* [Dataset content]

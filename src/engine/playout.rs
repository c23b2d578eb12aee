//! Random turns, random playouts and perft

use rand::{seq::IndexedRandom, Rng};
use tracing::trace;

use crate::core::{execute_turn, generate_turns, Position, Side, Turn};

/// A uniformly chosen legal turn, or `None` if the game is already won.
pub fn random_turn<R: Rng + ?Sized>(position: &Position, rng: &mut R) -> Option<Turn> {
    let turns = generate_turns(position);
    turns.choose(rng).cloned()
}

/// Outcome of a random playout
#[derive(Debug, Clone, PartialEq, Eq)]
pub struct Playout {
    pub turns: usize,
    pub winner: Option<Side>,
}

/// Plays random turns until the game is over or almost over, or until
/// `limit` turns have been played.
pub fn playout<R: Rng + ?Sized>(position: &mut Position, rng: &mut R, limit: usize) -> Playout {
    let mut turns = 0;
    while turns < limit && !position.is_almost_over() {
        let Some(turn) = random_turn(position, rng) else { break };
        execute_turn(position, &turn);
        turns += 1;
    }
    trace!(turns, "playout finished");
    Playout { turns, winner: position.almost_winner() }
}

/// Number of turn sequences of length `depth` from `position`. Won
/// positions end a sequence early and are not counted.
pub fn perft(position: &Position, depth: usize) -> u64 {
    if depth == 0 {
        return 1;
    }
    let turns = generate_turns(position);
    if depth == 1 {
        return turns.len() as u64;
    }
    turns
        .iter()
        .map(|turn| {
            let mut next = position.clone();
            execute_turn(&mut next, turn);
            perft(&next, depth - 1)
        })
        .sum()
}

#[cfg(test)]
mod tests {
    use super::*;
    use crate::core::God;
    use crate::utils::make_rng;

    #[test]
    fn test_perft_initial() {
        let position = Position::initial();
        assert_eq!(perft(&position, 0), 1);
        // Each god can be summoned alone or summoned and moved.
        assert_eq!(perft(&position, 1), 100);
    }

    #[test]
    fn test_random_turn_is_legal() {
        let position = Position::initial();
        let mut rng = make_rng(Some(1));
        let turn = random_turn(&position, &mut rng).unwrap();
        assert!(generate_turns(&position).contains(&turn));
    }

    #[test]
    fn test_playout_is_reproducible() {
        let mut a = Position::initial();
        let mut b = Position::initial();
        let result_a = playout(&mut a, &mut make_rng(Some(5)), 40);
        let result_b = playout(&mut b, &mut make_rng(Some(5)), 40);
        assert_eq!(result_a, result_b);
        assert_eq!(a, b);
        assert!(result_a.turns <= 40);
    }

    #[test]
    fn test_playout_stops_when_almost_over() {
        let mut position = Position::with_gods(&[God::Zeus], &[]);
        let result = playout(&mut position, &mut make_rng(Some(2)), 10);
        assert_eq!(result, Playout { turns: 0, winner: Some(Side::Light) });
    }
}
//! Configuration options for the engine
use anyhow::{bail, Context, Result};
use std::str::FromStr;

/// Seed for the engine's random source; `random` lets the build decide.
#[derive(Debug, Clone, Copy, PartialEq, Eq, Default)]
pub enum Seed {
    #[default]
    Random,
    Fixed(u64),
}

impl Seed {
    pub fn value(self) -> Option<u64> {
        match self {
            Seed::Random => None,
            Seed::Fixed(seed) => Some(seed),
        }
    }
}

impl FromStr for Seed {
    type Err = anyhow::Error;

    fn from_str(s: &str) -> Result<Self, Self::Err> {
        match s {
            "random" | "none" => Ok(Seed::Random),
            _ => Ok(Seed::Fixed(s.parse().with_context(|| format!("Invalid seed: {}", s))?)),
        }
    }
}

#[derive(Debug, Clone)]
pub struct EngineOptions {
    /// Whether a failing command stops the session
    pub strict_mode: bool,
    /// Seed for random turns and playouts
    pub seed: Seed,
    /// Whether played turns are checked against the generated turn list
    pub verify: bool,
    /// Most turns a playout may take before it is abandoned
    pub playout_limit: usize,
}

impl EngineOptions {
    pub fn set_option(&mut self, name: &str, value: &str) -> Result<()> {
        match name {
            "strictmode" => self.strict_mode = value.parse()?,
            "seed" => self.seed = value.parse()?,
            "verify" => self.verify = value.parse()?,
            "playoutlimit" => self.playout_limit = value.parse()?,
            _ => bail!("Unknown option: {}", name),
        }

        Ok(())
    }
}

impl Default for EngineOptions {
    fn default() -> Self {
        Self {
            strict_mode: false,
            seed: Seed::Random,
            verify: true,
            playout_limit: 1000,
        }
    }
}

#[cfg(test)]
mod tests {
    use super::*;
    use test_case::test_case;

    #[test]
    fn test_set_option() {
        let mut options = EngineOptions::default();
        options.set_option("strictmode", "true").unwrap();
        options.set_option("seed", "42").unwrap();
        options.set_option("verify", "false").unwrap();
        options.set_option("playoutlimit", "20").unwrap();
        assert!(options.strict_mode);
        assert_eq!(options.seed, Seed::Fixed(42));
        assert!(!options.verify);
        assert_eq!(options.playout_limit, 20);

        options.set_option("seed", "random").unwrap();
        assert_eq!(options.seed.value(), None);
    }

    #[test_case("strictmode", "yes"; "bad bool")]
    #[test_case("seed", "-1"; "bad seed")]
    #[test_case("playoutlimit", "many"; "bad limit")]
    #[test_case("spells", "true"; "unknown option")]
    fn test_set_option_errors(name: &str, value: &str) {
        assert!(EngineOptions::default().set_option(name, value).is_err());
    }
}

* [Task description] All lines that contain the word "Fixed" must be copied from the records above.

* [Answer space]
    Fixed(u64),
            Seed::Fixed(seed) => Some(seed),
            _ => Ok(Seed::Fixed(s.parse().with_context(|| format!("Invalid seed: {}", s))?)),
        assert_eq!(options.seed, Seed::Fixed(42));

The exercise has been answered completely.